Record extracts section start
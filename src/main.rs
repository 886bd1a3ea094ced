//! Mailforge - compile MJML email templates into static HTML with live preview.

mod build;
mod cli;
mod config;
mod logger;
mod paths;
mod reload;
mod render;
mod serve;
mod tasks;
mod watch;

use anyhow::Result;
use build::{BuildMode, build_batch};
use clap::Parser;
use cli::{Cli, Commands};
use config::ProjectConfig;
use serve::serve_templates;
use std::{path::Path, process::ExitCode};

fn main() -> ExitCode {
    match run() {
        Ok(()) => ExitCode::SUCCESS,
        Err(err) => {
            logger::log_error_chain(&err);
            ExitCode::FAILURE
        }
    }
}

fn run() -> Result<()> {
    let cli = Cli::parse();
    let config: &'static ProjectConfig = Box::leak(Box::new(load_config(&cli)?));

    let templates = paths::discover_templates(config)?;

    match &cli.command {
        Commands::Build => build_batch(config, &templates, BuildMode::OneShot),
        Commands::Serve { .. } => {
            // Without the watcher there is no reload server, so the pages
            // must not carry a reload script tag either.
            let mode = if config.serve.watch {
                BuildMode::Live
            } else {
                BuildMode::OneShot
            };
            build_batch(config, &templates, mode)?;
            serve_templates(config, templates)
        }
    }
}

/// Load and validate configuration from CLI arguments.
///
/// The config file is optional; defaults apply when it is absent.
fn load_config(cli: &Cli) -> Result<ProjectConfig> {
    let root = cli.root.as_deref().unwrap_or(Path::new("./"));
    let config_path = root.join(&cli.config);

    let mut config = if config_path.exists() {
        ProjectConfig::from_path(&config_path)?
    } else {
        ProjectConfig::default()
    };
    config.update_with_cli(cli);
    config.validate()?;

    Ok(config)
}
Record extracts section end
=== Requirement ===
Go through the data and retype all of it exactly.

=== The completed task ===
filename src/main.rs
repository 886bd1a3ea094ced
//! Mailforge - compile MJML email templates into static HTML with live preview.

mod build;
mod cli;
mod config;
mod logger;
mod paths;
mod reload;
mod render;
mod serve;
mod tasks;
mod watch;

use anyhow::Result;
use build::{BuildMode, build_batch};
use clap::Parser;
use cli::{Cli, Commands};
use config::ProjectConfig;
use serve::serve_templates;
use std::{path::Path, process::ExitCode};

fn main() -> ExitCode {
    match run() {
        Ok(()) => ExitCode::SUCCESS,
        Err(err) => {
            logger::log_error_chain(&err);
            ExitCode::FAILURE
        }
    }
}

fn run() -> Result<()> {
    let cli = Cli::parse();
    let config: &'static ProjectConfig = Box::leak(Box::new(load_config(&cli)?));

    let templates = paths::discover_templates(config)?;

    match &cli.command {
        Commands::Build => build_batch(config, &templates, BuildMode::OneShot),
        Commands::Serve { .. } => {
            // Without the watcher there is no reload server, so the pages
            // must not carry a reload script tag either.
            let mode = if config.serve.watch {
                BuildMode::Live
            } else {
                BuildMode::OneShot
            };
            build_batch(config, &templates, mode)?;
            serve_templates(config, templates)
        }
    }
}

/// Load and validate configuration from CLI arguments.
///
/// The config file is optional; defaults apply when it is absent.
fn load_config(cli: &Cli) -> Result<ProjectConfig> {
    let root = cli.root.as_deref().unwrap_or(Path::new("./"));
    let config_path = root.join(&cli.config);

    let mut config = if config_path.exists() {
        ProjectConfig::from_path(&config_path)?
    } else {
        ProjectConfig::default()
    };
    config.update_with_cli(cli);
    config.validate()?;

    Ok(config)
}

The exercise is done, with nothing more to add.